UE-Mercosur : des agriculteurs européens s'insurgent contre un accord imminent
Des agriculteurs européens sont descendus dans la rue à Bruxelles pour manifester ce mercredi contre l'accord de libre-échange entre l'Union européenne et le Mercosur, à l'appel de la fédération paysanne européenne Coordination Européenne de la Via Campesina (ECVC) et du syndicat agricole FUGEA.
En négociation depuis 1999 et signé en 2019, cet accord entre l'UE et cinq pays d'Amérique latine - le Brésil, l'Argentine, le Paraguay, l'Uruguay et plus récemment la Bolivie - qui n'a jamais été appliqué, pourrait obtenir un feu vert la semaine prochaine lors du sommet du G20 qui se tient les 18 et 19 novembre à Rio de Janeiro au Brésil.
Concurrence déloyale
Les manifestants estiment que son adoption créerait une concurrence déloyale à l'agriculture européenne.
"L'accord UE-Mercosur est très défavorable pour l'Europe. Il sera peut être favorable pour vendre des voitures, mais très défavorable au niveau agricole, déclare à Euronews Pierre Maison, membre de la Coordination Européenne de la Via Campesina (ECVC). Ça va encore tuer les petits producteurs parce que ça va tirer les prix vers le bas et en plus on va importer de la viande de bœuf par exemple qu'on produit chez nous".
Le producteur laitier de Haute-Savoie (France), dont l'élevage est touché cette année par la fièvre catarrhale ovine, craint que l'accord ne porte un coup fatal à de nombreux producteurs déjà en difficultés.
"On a passé une année assez difficile en Europe. On a quand même eu beaucoup d'aléas climatiques et des maladies sur les animaux et sur le bétail", rappelle-t-il.
Les opposants de cet accord craignent également des conséquences sociales, sanitaires et environnementales telles que la hausse de la déforestation pour l'élevage de bétail.
Manon Aubry, eurodéputée française La Gauche (GUE/NGL), dénonce une "folie sanitaire" : "30 % des pesticides qui sont autorisés au sein des États du Mercosur sont interdits dans l'Union européenne et ils vont quand même entrer sur le marché européen", alerte la députée européenne.

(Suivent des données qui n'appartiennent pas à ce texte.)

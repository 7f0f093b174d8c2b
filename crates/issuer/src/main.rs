use std::sync::Arc;
use tracing::info;
use tracing_subscriber::{layer::SubscriberExt, util::SubscriberInitExt};

use ads_confirmations::tokens::Base64Encoding;
use issuer::{IssuerConfig, IssuerState};

#[tokio::main]
async fn main() -> anyhow::Result<()> {
    tracing_subscriber::registry()
        .with(
            tracing_subscriber::EnvFilter::try_from_default_env()
                .unwrap_or_else(|_| "issuer=info,tower_http=debug".into()),
        )
        .with(tracing_subscriber::fmt::layer())
        .init();

    info!("Starting token issuer");

    dotenvy::dotenv().ok();
    let config = IssuerConfig::from_env()?;

    info!("Issuer name: {}", config.name);
    info!("Listening on: {}:{}", config.host, config.port);

    let state = Arc::new(IssuerState::new(config)?);
    info!(
        "Public key: {} (valid until {})",
        state.signer.public_key().encode_base64(),
        state.signer.issuer().valid_until
    );

    issuer::run(state).await?;
    Ok(())
}
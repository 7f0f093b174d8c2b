use rand::Rng;
use std::time::Duration;

use crate::config::ConfirmationsConfig;

/// Exponential backoff: `min(max, initial * 2^(n-1) * (1 + U[0, jitter]))` for the n-th
/// retry. With `jitter <= 1` the sequence is non-decreasing.
#[derive(Clone, Debug)]
pub struct Backoff {
    initial: Duration,
    max: Duration,
    jitter: f64,
}

impl Backoff {
    pub fn new(initial: Duration, max: Duration, jitter: f64) -> Self {
        Self {
            initial,
            max,
            jitter: jitter.clamp(0.0, 1.0),
        }
    }

    pub fn from_config(config: &ConfirmationsConfig) -> Self {
        Self::new(config.initial_backoff, config.max_backoff, config.backoff_jitter)
    }

    pub fn delay(&self, retry_count: u32) -> Duration {
        let sample = if self.jitter > 0.0 {
            rand::thread_rng().gen_range(0.0..=self.jitter)
        } else {
            0.0
        };
        self.delay_with_jitter(retry_count, sample)
    }

    fn delay_with_jitter(&self, retry_count: u32, sample: f64) -> Duration {
        let exponent = retry_count.saturating_sub(1).min(62) as i32;
        let raw = self.initial.as_secs_f64() * 2f64.powi(exponent) * (1.0 + sample);
        let capped = raw.min(self.max.as_secs_f64());
        Duration::from_secs_f64(capped)
    }
}
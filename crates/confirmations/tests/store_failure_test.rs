use ads_confirmations::tokens::SigningKey;
use ads_confirmations::transactions::Transaction;
use ads_confirmations::{
    AdEvent, AdEventTally, Cancellation, Clock, Confirmation, ConfirmationStore, ConfirmationType,
    Confirmations, ConfirmationsConfig, CreativeAd, Issuer, Issuers, ManualClock, MemoryStore,
    Method, MockIssuer, Notifier, PaymentBatch, PaymentToken, QueueEntry, RedemptionEvent,
    RedemptionState, StoreError,
};
use async_trait::async_trait;
use chrono::{DateTime, Duration, TimeZone, Utc};
use std::sync::atomic::{AtomicUsize, Ordering};
use std::sync::Arc;
use tokio::sync::mpsc::UnboundedReceiver;

/// Memory store whose writes can be told to fail a given number of times
#[derive(Default)]
struct FlakyStore {
    inner: MemoryStore,
    failing_records: AtomicUsize,
    failing_archives: AtomicUsize,
    failing_paid_marks: AtomicUsize,
}

impl FlakyStore {
    fn fail_records(&self, times: usize) {
        self.failing_records.store(times, Ordering::SeqCst);
    }

    fn fail_archives(&self, times: usize) {
        self.failing_archives.store(times, Ordering::SeqCst);
    }

    fn fail_paid_marks(&self, times: usize) {
        self.failing_paid_marks.store(times, Ordering::SeqCst);
    }
}

fn trip(remaining: &AtomicUsize) -> Result<(), StoreError> {
    match remaining.fetch_update(Ordering::SeqCst, Ordering::SeqCst, |n| n.checked_sub(1)) {
        Ok(_) => Err(StoreError::Io("disk full".into())),
        Err(_) => Ok(()),
    }
}

#[async_trait]
impl ConfirmationStore for FlakyStore {
    async fn save_confirmation(&self, entry: &QueueEntry<Confirmation>) -> Result<(), StoreError> {
        self.inner.save_confirmation(entry).await
    }

    async fn load_confirmations(&self) -> Result<Vec<QueueEntry<Confirmation>>, StoreError> {
        self.inner.load_confirmations().await
    }

    async fn archive_confirmation(&self, entry: &QueueEntry<Confirmation>) -> Result<(), StoreError> {
        trip(&self.failing_archives)?;
        self.inner.archive_confirmation(entry).await
    }

    async fn archived_confirmations(&self) -> Result<Vec<QueueEntry<Confirmation>>, StoreError> {
        self.inner.archived_confirmations().await
    }

    async fn save_payment(&self, entry: &QueueEntry<PaymentBatch>) -> Result<(), StoreError> {
        self.inner.save_payment(entry).await
    }

    async fn load_payments(&self) -> Result<Vec<QueueEntry<PaymentBatch>>, StoreError> {
        self.inner.load_payments().await
    }

    async fn archive_payment(&self, entry: &QueueEntry<PaymentBatch>) -> Result<(), StoreError> {
        self.inner.archive_payment(entry).await
    }

    async fn save_token(&self, token: PaymentToken) -> Result<(), StoreError> {
        self.inner.save_token(token).await
    }

    async fn take_token(&self) -> Result<Option<PaymentToken>, StoreError> {
        self.inner.take_token().await
    }

    async fn take_all_tokens(&self) -> Result<Vec<PaymentToken>, StoreError> {
        self.inner.take_all_tokens().await
    }

    async fn token_count(&self) -> Result<usize, StoreError> {
        self.inner.token_count().await
    }

    async fn append_ad_event(&self, event: &AdEvent) -> Result<(), StoreError> {
        self.inner.append_ad_event(event).await
    }

    async fn ad_events(&self) -> Result<Vec<AdEvent>, StoreError> {
        self.inner.ad_events().await
    }

    async fn compact_ad_events(&self, before: DateTime<Utc>) -> Result<usize, StoreError> {
        self.inner.compact_ad_events(before).await
    }

    async fn ad_event_tallies(&self) -> Result<Vec<AdEventTally>, StoreError> {
        self.inner.ad_event_tallies().await
    }

    async fn record_redemption(
        &self,
        tokens: Vec<PaymentToken>,
        transaction: &Transaction,
    ) -> Result<bool, StoreError> {
        trip(&self.failing_records)?;
        self.inner.record_redemption(tokens, transaction).await
    }

    async fn transactions(&self) -> Result<Vec<Transaction>, StoreError> {
        self.inner.transactions().await
    }

    async fn mark_transactions_paid(&self, ids: &[String]) -> Result<(), StoreError> {
        trip(&self.failing_paid_marks)?;
        self.inner.mark_transactions_paid(ids).await
    }

    async fn set_next_payout_at(&self, at: DateTime<Utc>) -> Result<(), StoreError> {
        self.inner.set_next_payout_at(at).await
    }

    async fn next_payout_at(&self) -> Result<Option<DateTime<Utc>>, StoreError> {
        self.inner.next_payout_at().await
    }
}

struct Harness {
    service: Confirmations,
    issuer: Arc<MockIssuer>,
    clock: ManualClock,
    store: Arc<FlakyStore>,
    events: UnboundedReceiver<RedemptionEvent>,
}

async fn harness() -> Harness {
    let config = ConfirmationsConfig::default()
        .with_jitter(0.0)
        .with_payout_interval(std::time::Duration::from_secs(3600));
    let store = Arc::new(FlakyStore::default());
    let issuer = Arc::new(MockIssuer::new(SigningKey::random()));
    let clock = ManualClock::new(Utc.with_ymd_and_hms(2024, 5, 10, 12, 0, 0).unwrap());
    let (notifier, events) = Notifier::channel();

    let mut service = Confirmations::load(
        config,
        store.clone(),
        issuer.clone(),
        Arc::new(clock.clone()),
        notifier,
    )
    .await
    .unwrap();
    service.set_issuers(Issuers::new(vec![Issuer {
        public_key: issuer.public_key(),
        name: "0.05BAT".into(),
        valid_from: clock.now() - Duration::days(1),
        valid_until: clock.now() + Duration::days(90),
    }]));

    Harness {
        service,
        issuer,
        clock,
        store,
        events,
    }
}

async fn confirm(h: &mut Harness, creative: &str) -> String {
    let ad = CreativeAd::new(creative, "set-1", "campaign-1");
    let event = AdEvent::new(&ad, ConfirmationType::Viewed, h.clock.now());
    h.service.confirm(event, &ad).await.unwrap()
}

fn drain(events: &mut UnboundedReceiver<RedemptionEvent>) -> Vec<RedemptionEvent> {
    let mut drained = Vec::new();
    while let Ok(event) = events.try_recv() {
        drained.push(event);
    }
    drained
}

fn redeemed(events: &[RedemptionEvent], id: &str) -> bool {
    events
        .iter()
        .any(|event| matches!(event, RedemptionEvent::Redeemed { id: redeemed, .. } if redeemed == id))
}

#[tokio::test]
async fn test_failed_token_write_does_not_duplicate_tokens() {
    let mut h = harness().await;
    let id = confirm(&mut h, "creative-1").await;
    h.store.fail_records(1);

    assert_eq!(h.service.process_due().await.unwrap(), 1);
    let entry = h.service.confirmation(&id).unwrap();
    assert_eq!(entry.state, RedemptionState::RetryScheduled);
    assert!(entry.item.was_created);
    assert_eq!(h.store.token_count().await.unwrap(), 0);
    assert!(h.store.transactions().await.unwrap().is_empty());

    // store failures retry without delay
    assert_eq!(h.service.process_due().await.unwrap(), 1);
    assert!(h.service.confirmation(&id).is_none());
    assert_eq!(h.store.token_count().await.unwrap(), 1);
    assert_eq!(h.store.transactions().await.unwrap().len(), 1);
    assert_eq!(h.issuer.count(Method::Post, "/credentials/"), 1);
    assert_eq!(h.issuer.count(Method::Get, "/credentials/"), 2);

    h.clock.advance(Duration::hours(1));
    h.service.process_due().await.unwrap();

    assert_eq!(h.issuer.spent_count(), 1);
    let events = drain(&mut h.events);
    assert!(events
        .iter()
        .any(|event| matches!(event, RedemptionEvent::PaidOut { token_count: 1, .. })));
    assert!(!events
        .iter()
        .any(|event| matches!(event, RedemptionEvent::Exhausted { .. })));
}

#[tokio::test]
async fn test_failed_archive_keeps_confirmation_queued() {
    let mut h = harness().await;
    let first = confirm(&mut h, "creative-1").await;
    let second = confirm(&mut h, "creative-2").await;
    h.store.fail_archives(1);

    // the failure on the first entry does not stop the second
    assert_eq!(h.service.process_due().await.unwrap(), 2);

    let entry = h.service.confirmation(&first).unwrap();
    assert_eq!(entry.state, RedemptionState::RetryScheduled);
    assert!(h.service.confirmation(&second).is_none());
    let events = drain(&mut h.events);
    assert!(!redeemed(&events, &first));
    assert!(redeemed(&events, &second));

    assert_eq!(h.service.process_due().await.unwrap(), 1);
    assert!(h.service.confirmation(&first).is_none());
    assert!(redeemed(&drain(&mut h.events), &first));

    assert_eq!(h.store.token_count().await.unwrap(), 2);
    assert_eq!(h.store.transactions().await.unwrap().len(), 2);
    assert!(h.store.load_confirmations().await.unwrap().is_empty());
    assert_eq!(h.store.archived_confirmations().await.unwrap().len(), 2);
}

#[tokio::test]
async fn test_failed_cancel_archive_is_finished_next_tick() {
    let mut h = harness().await;
    let id = confirm(&mut h, "creative-1").await;
    h.store.fail_archives(1);

    assert!(h.service.cancel(&id).await.is_err());
    assert!(!drain(&mut h.events).contains(&RedemptionEvent::Cancelled { id: id.clone() }));

    h.service.process_due().await.unwrap();

    assert!(h.issuer.requests().is_empty());
    assert!(h.service.confirmation(&id).is_none());
    assert!(drain(&mut h.events).contains(&RedemptionEvent::Cancelled { id: id.clone() }));
    assert_eq!(h.service.cancel(&id).await.unwrap(), Cancellation::NotFound);
    assert_eq!(
        h.store.archived_confirmations().await.unwrap()[0].state,
        RedemptionState::Cancelled
    );
}

#[tokio::test]
async fn test_failed_payout_bookkeeping_resends_payment() {
    let mut h = harness().await;
    confirm(&mut h, "creative-1").await;
    h.service.process_due().await.unwrap();
    drain(&mut h.events);

    h.store.fail_paid_marks(1);
    h.clock.advance(Duration::hours(1));
    h.service.process_due().await.unwrap();

    assert_eq!(h.service.status().await.unwrap().queued_payments, 1);
    assert!(!drain(&mut h.events)
        .iter()
        .any(|event| matches!(event, RedemptionEvent::PaidOut { .. })));

    h.service.process_due().await.unwrap();

    let status = h.service.status().await.unwrap();
    assert_eq!(status.queued_payments, 0);
    assert_eq!(status.estimated_pending_rewards, 0.0);
    assert_eq!(h.issuer.count(Method::Post, "/payments/"), 2);
    assert_eq!(h.issuer.spent_count(), 1);
    assert!(drain(&mut h.events)
        .iter()
        .any(|event| matches!(event, RedemptionEvent::PaidOut { token_count: 1, .. })));
}
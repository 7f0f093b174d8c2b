//! Spending pooled unblinded tokens at the issuer.
use chrono::{DateTime, Utc};
use rand::Rng;
use serde::{Deserialize, Serialize};
use std::sync::Arc;
use std::time::Duration;
use tracing::{debug, info};

use crate::error::{NetworkError, RedemptionError};
use crate::tokens::{PublicKey, UnblindedToken};
use crate::transport::{
    check_status, payments_path, IssuerRequest, PaymentCredential, PaymentPayload,
    PaymentRequest, Transport,
};

/// Payout timer delay once the window has already passed
pub const OVERDUE_PAYOUT_DELAY: Duration = Duration::from_secs(60);

/// An unblinded token in the pool, with the issuer key that signed it
#[derive(Clone, Debug, PartialEq, Serialize, Deserialize)]
#[serde(rename_all = "camelCase")]
pub struct PaymentToken {
    pub unblinded_token: UnblindedToken,
    pub public_key: PublicKey,
}

#[derive(Clone, Debug, PartialEq, Serialize, Deserialize)]
#[serde(rename_all = "camelCase")]
pub struct PaymentBatch {
    pub payment_id: String,
    pub tokens: Vec<PaymentToken>,
    /// Transactions settled by this payout
    pub transaction_ids: Vec<String>,
    pub created_at: DateTime<Utc>,
}

/// Randomised point inside `[now + delay/2, next_payout_at]` for the payout timer, so
/// payouts from many clients do not line up.
pub fn payout_timer(now: DateTime<Utc>, next_payout_at: DateTime<Utc>) -> DateTime<Utc> {
    let Ok(delay) = (next_payout_at - now).to_std() else {
        return now + crate::queue::to_chrono(OVERDUE_PAYOUT_DELAY);
    };
    if delay.is_zero() {
        return now + crate::queue::to_chrono(OVERDUE_PAYOUT_DELAY);
    }

    let secs = delay.as_secs_f64();
    let sampled = rand::thread_rng().gen_range(secs / 2.0..=secs);
    now + crate::queue::to_chrono(Duration::from_secs_f64(sampled))
}

pub fn payment_request(batch: &PaymentBatch) -> Result<PaymentRequest, RedemptionError> {
    let payload = serde_json::to_string(&PaymentPayload {
        payment_id: batch.payment_id.clone(),
    })
    .map_err(|e| RedemptionError::Decode(format!("Failed to encode payload: {}", e)))?;

    let payment_credentials = batch
        .tokens
        .iter()
        .map(|token| PaymentCredential {
            t: token.unblinded_token.preimage().clone(),
            public_key: token.public_key,
            signature: token
                .unblinded_token
                .derive_verification_key()
                .sign(payload.as_bytes()),
        })
        .collect();

    Ok(PaymentRequest {
        payload,
        payment_credentials,
    })
}

/// Submits one payment batch per attempt
pub struct PaymentRedeemer {
    transport: Arc<dyn Transport>,
    request_timeout: Duration,
}

impl PaymentRedeemer {
    pub fn new(transport: Arc<dyn Transport>, request_timeout: Duration) -> Self {
        Self {
            transport,
            request_timeout,
        }
    }

    pub async fn redeem(&self, batch: &PaymentBatch) -> Result<(), RedemptionError> {
        let request = IssuerRequest::post(payments_path(&batch.payment_id), &payment_request(batch)?)?;

        let response = match tokio::time::timeout(self.request_timeout, self.transport.send(request)).await {
            Ok(response) => response?,
            Err(_) => {
                debug!("Payment {} timed out", batch.payment_id);
                return Err(NetworkError::Timeout.into());
            }
        };
        check_status(&response)?;

        info!(
            "Redeemed {} payment tokens in {}",
            batch.tokens.len(),
            batch.payment_id
        );
        Ok(())
    }
}

#[cfg(test)]
mod tests {
    use super::*;
    use crate::tokens::{SigningKey, Token};
    use crate::transport::{MockFailure, MockIssuer};

    fn batch(key: &SigningKey, count: usize) -> PaymentBatch {
        let tokens = (0..count)
            .map(|_| {
                let token = Token::random();
                let (blinded, _) = token.blind();
                PaymentToken {
                    unblinded_token: token.unblind(&key.sign(&blinded)),
                    public_key: key.public_key(),
                }
            })
            .collect();
        PaymentBatch {
            payment_id: uuid::Uuid::new_v4().to_string(),
            tokens,
            transaction_ids: vec![],
            created_at: Utc::now(),
        }
    }

    #[test]
    fn test_payout_timer_within_second_half_of_window() {
        let now = Utc::now();
        let next = now + chrono::Duration::hours(24);
        for _ in 0..50 {
            let at = payout_timer(now, next);
            assert!(at >= now + chrono::Duration::hours(12) && at <= next);
        }
    }

    #[test]
    fn test_overdue_payout_runs_after_one_minute() {
        let now = Utc::now();
        assert_eq!(
            payout_timer(now, now - chrono::Duration::days(3)),
            now + chrono::Duration::minutes(1)
        );
    }

    #[test]
    fn test_signatures_verify_under_issuer_rederived_keys() {
        let key = SigningKey::random();
        let request = payment_request(&batch(&key, 3)).unwrap();

        for credential in &request.payment_credentials {
            let rederived = key.rederive_unblinded_token(&credential.t);
            assert!(rederived
                .derive_verification_key()
                .verify(&credential.signature, request.payload.as_bytes()));
        }
    }

    #[tokio::test]
    async fn test_double_spend_is_permanent() {
        let key = SigningKey::random();
        let issuer = Arc::new(MockIssuer::new(key.clone()));
        let redeemer = PaymentRedeemer::new(issuer.clone(), Duration::from_secs(5));
        let mut batch = batch(&key, 2);

        redeemer.redeem(&batch).await.unwrap();
        assert_eq!(issuer.spent_count(), 2);

        batch.payment_id = "replayed".into();
        let err = redeemer.redeem(&batch).await.unwrap_err();
        assert!(matches!(err, RedemptionError::PermanentServer { status: 409, .. }));
    }

    #[tokio::test]
    async fn test_resent_payment_is_accepted_once() {
        let key = SigningKey::random();
        let issuer = Arc::new(MockIssuer::new(key.clone()));
        let redeemer = PaymentRedeemer::new(issuer.clone(), Duration::from_secs(5));
        let batch = batch(&key, 2);

        redeemer.redeem(&batch).await.unwrap();
        redeemer.redeem(&batch).await.unwrap();
        assert_eq!(issuer.spent_count(), 2);
    }

    #[tokio::test]
    async fn test_transport_error_is_transient() {
        let key = SigningKey::random();
        let issuer = Arc::new(MockIssuer::new(key.clone()));
        issuer.fail_next(MockFailure::Timeout);

        let err = PaymentRedeemer::new(issuer, Duration::from_secs(5))
            .redeem(&batch(&key, 1))
            .await
            .unwrap_err();
        assert!(err.should_retry() && err.should_backoff());
    }
}
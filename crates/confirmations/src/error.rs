use thiserror::Error;

use crate::ads::ConfirmationType;

pub type Result<T> = std::result::Result<T, ConfirmationsError>;

/// Failures at the Token Algebra boundary. Never panics on attacker-controlled bytes.
#[derive(Error, Debug, Clone, PartialEq, Eq)]
pub enum TokenError {
    #[error("Decode error: {0}")]
    Decode(String),

    #[error("Proof verification failed")]
    ProofVerification,

    #[error("Length mismatch: {blinded} blinded tokens, {signed} signed tokens")]
    LengthMismatch { blinded: usize, signed: usize },
}

#[derive(Error, Debug, Clone, PartialEq, Eq)]
pub enum StoreError {
    #[error("I/O error: {0}")]
    Io(String),

    #[error("Serialization error: {0}")]
    Serialization(String),

    #[error("State corrupted: {0}")]
    Corrupted(String),
}

#[derive(Error, Debug, Clone, PartialEq, Eq)]
pub enum NetworkError {
    #[error("Request timed out")]
    Timeout,

    #[error("Connection error: {0}")]
    Connection(String),

    #[error("HTTP error: {0}")]
    Http(String),
}

/// Outcome of a failed redemption attempt. Contained inside the redeemers; callers only
/// ever see the resulting lifecycle events.
#[derive(Error, Debug, Clone, PartialEq, Eq)]
pub enum RedemptionError {
    #[error("Malformed issuer response: {0}")]
    Decode(String),

    #[error("Issuer proof did not verify")]
    ProofVerification,

    #[error("Transient network failure: {0}")]
    TransientNetwork(String),

    #[error("Issuer rejected request with status {status}: {message}")]
    PermanentServer { status: u16, message: String },

    #[error("No valid issuer for public key")]
    NoIssuers,

    #[error("Issuer has no signed credentials yet (status {status})")]
    CredentialsPending { status: u16 },

    #[error("Store error: {0}")]
    Store(#[from] StoreError),
}

impl RedemptionError {
    pub fn should_retry(&self) -> bool {
        !matches!(self, RedemptionError::PermanentServer { .. })
    }

    /// Local store failures and credentials the issuer has not created yet are retried
    /// without growing the delay.
    pub fn should_backoff(&self) -> bool {
        !matches!(
            self,
            RedemptionError::PermanentServer { .. }
                | RedemptionError::Store(_)
                | RedemptionError::CredentialsPending { .. }
        )
    }
}

impl From<TokenError> for RedemptionError {
    fn from(err: TokenError) -> Self {
        match err {
            TokenError::ProofVerification => RedemptionError::ProofVerification,
            other => RedemptionError::Decode(other.to_string()),
        }
    }
}

impl From<NetworkError> for RedemptionError {
    fn from(err: NetworkError) -> Self {
        RedemptionError::TransientNetwork(err.to_string())
    }
}

/// Normal "not eligible" outcome of the exclusion rules.
#[derive(Error, Debug, Clone, PartialEq, Eq)]
#[error("{rule} excluded {creative_instance_id} ({confirmation_type}): {message}")]
pub struct CapExceededError {
    pub rule: &'static str,
    pub creative_instance_id: String,
    pub confirmation_type: ConfirmationType,
    pub message: String,
}

#[derive(Error, Debug)]
pub enum ConfirmationsError {
    #[error(transparent)]
    CapExceeded(#[from] CapExceededError),

    #[error("Token error: {0}")]
    Token(#[from] TokenError),

    #[error("Store error: {0}")]
    Store(#[from] StoreError),

    #[error("Configuration error: {0}")]
    Config(String),

    #[error("Confirmations service has stopped")]
    ServiceStopped,
}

Elle dénonce également "une folie climatique" : "Pourquoi aller chercher à l'autre bout du monde ce qu'on sait et ce qu'on peut produire ici dans l'Union européenne ?"
Benoît Cassart, eurodéputé belge (Renew Europe) réclame quant à lui la création de "clauses miroirs"."Si on impose aujourd'hui, par exemple, la disparition d'un grand nombre de produits phytosanitaires en Europe pour améliorer la biodiversité, ce n'est quand même pas pour aller tuer la biodiversité à l'autre côté du monde en augmentant la la déforestation", estime-t-il.
Un marché de 720 millions de consommateurs
Cet accord vise à intensifier les échanges de biens et de services entre l’UE et les économies sud-américaines via la suppression progressive des barrières commerciales et des droits de douane, et l'homogénéisation des normes et des réglementations. Une aubaine pour les tenants du libre-échange.
"On ouvrirait le plus grand marché, plus de 700 millions de personnes dans lesquelles nos entreprises, même nos agriculteurs et nos fournisseurs de services, auraient des opportunités", soutient Javier Moreno Sánchez, eurodéputé espagnol (S&D).
"Vu le contexte géopolitique actuel, avec l'invasion de Poutine en Ukraine, avec les Chinois qui veulent tous les marchés, avec les élections américaines qui viennent d'avoir lieu, il faut qu'on pense à diversifier un petit peu nos partenaires", rappelle-t-il.
Les États membres se livrent à un bras de fer depuis 25 ans. Si l'Allemagne, l'Espagne et l'Italie font campagne pour, la France, la Pologne et l'Autriche y sont frontalement opposés.
Reste donc à voir si l'Union européenne donnera son feu vert à cet accord, malgré l'opposition catégorique de certains États membres, et au risque de provoquer la gronde du secteur agricole.